Дни похожи один на другой, в прятках с солнцем, в поисках сочетания Трёх Благ: Кружевной Тени, Большого Плоского Камня и Звона Реки. Для собаки эти три блага так же приемлемы. Особенно звон реки. В реку она входит каждые семь минут и ей невдомек, что в одну и ту же реку не войдешь дважды. Собаке можно семижды семь раз в день и ей за это ничего не будет, кроме чистой мокрой шерсти.


ОСЛИК. ЛЕТО. ЛУВР.


Пребывая в ту пору в допаспортном возрасте, я имел приблизительное представление о свойствах мироздания. Вместо того чтобы осваивать эти свойства пользуясь спортивным примером моего младшего брата, я с собакой, холстами и этюдником, погнался за славой в эфемерные горные выси. Спуститься с отрогов я планировал с перевязанным лозой, пачкающей свежей краской, собранием высокогорных, близких к идеалу, шедевров.  Сам готовый к славе, почестям и запаху лаврового листа. Работники музея Гуггенхайма уже надели синие халаты, сотрудники Эрмитажа вооружились лестницами, служители Лувра без устали расчищают стены под высокогорную коллекцию кистепёрых произведений света и тени, виридоновой зелёной с лазурью берлинской, сиены жжёной с умброй натуральной.


Спорящая с пожаром полуденного солнца ван-гоговская жажда гнала меня с этюдником и молодой собакой, с глазами полковника Исаева, по фанским горячим кручам. Наконец мы взошли на сияющую вершину. Не самую высокую – о, нет! Не снежный пик, не крышу мира. А на такую вершину, с которой видны другие вершины – и несть им числа!
Непостижные, бесстрастные как пирамиды Гизы, так же как они, рисующиеся всего двумя линиями, горные вершины показывали всем своим видом, что никакая тайна бытия не будет раскрыта человеку, как бы последний не старался взлететь, возвыситься, воспарить. Горы вздымали к небесам шершавые грани своих пород, топорщились геологическими срезами, будто растянутый на миллиард лет Большой Взрыв  Мантии.

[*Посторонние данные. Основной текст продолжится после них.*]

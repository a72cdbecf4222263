//! Handler Installer
//!
//! Registration lifecycle of a credential handler URL. Both mutating
//! operations go through the permission gate first; the registry is never
//! touched without a grant.

use std::sync::Arc;

use tracing::{debug, info};
use url::Url;

use crate::domain::{HandlerError, Registration};
use crate::ports::outbound::{HandlerRegistry, PermissionGate};

/// Installs and uninstalls credential handler registrations.
pub struct HandlerInstaller {
    permissions: Arc<dyn PermissionGate>,
    registry: Arc<dyn HandlerRegistry>,
}

impl HandlerInstaller {
    /// Create an installer.
    pub fn new(permissions: Arc<dyn PermissionGate>, registry: Arc<dyn HandlerRegistry>) -> Self {
        Self {
            permissions,
            registry,
        }
    }

    async fn require_permission(&self) -> Result<(), HandlerError> {
        let state = self.permissions.request_permission().await;
        if !state.is_granted() {
            debug!(state = ?state, "[ch] Credential hint permission not granted");
            return Err(HandlerError::PermissionDenied);
        }
        Ok(())
    }

    /// Request permission, then register `url`.
    pub async fn install_handler(&self, url: &Url) -> Result<Registration, HandlerError> {
        self.require_permission().await?;

        let registration = self
            .get_handler_registration(url)
            .await
            .ok_or(HandlerError::NotRegistered)?;

        info!(url = %url, registration = %registration.id(), "[ch] Credential handler installed");
        Ok(registration)
    }

    /// Request permission, then remove the registration for `url`.
    pub async fn uninstall_handler(&self, url: &Url) -> Result<(), HandlerError> {
        self.require_permission().await?;

        self.registry.unregister(url).await?;
        info!(url = %url, "[ch] Credential handler uninstalled");
        Ok(())
    }

    /// Registration for `url`, or `None` if the registry failed.
    pub async fn get_handler_registration(&self, url: &Url) -> Option<Registration> {
        match self.registry.register(url).await {
            Ok(registration) => Some(registration),
            Err(e) => {
                debug!(url = %url, error = %e, "[ch] Registration unavailable");
                None
            }
        }
    }
}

Небо над нами уже не имело смысла, вкуса, цвета и запаха – один только пульсирующий ультрафиолет. В нём полоскалась одинокая алюминиевая звёздочка аэрофлота, следующая своим прозрачным высотным эшелоном. С курятиной во рту, подпрыгивая на таких родных воздушных ямах, исключительно скуки ради поглядывая сверху вниз в круглое окно, где теории первозданного Хаоса и Большого взрыва успешно противостоял порядок горных хребтов, политых глазурью ледника, с проступившей солью снежников, полу-дремал в кресле 9A пассажир из Москвы.


Сочетание всех Трёх Благ, осталось далеко внизу, в роще сладких грёз. Если мне шехерезадово повезет и я найду хотя бы одно из пресловутых Трёх Благ, то уж поверьте, шедевр за мной не заржавеет! И вскоре оно действительно нашлось – на северном склоне. Вид сверху был не в пример зеленее южного, по которому мы совершали своё восхождение. Северный склон был с покрыт небольшими скалистыми уступами, каждый из которых являл подобие модели рая с новгородской иконы.


На такой миниатюрной терраске сопрягался с бездонной синевой и калёным каменным пейзажем крошечный парадиз из двух-трех дерев или одинокой арчи, обвившей жилистыми корнями своё скалистое ложе и так изогнувшей сухой стан свой, что казался уже не деревом, а железной волей к жизни.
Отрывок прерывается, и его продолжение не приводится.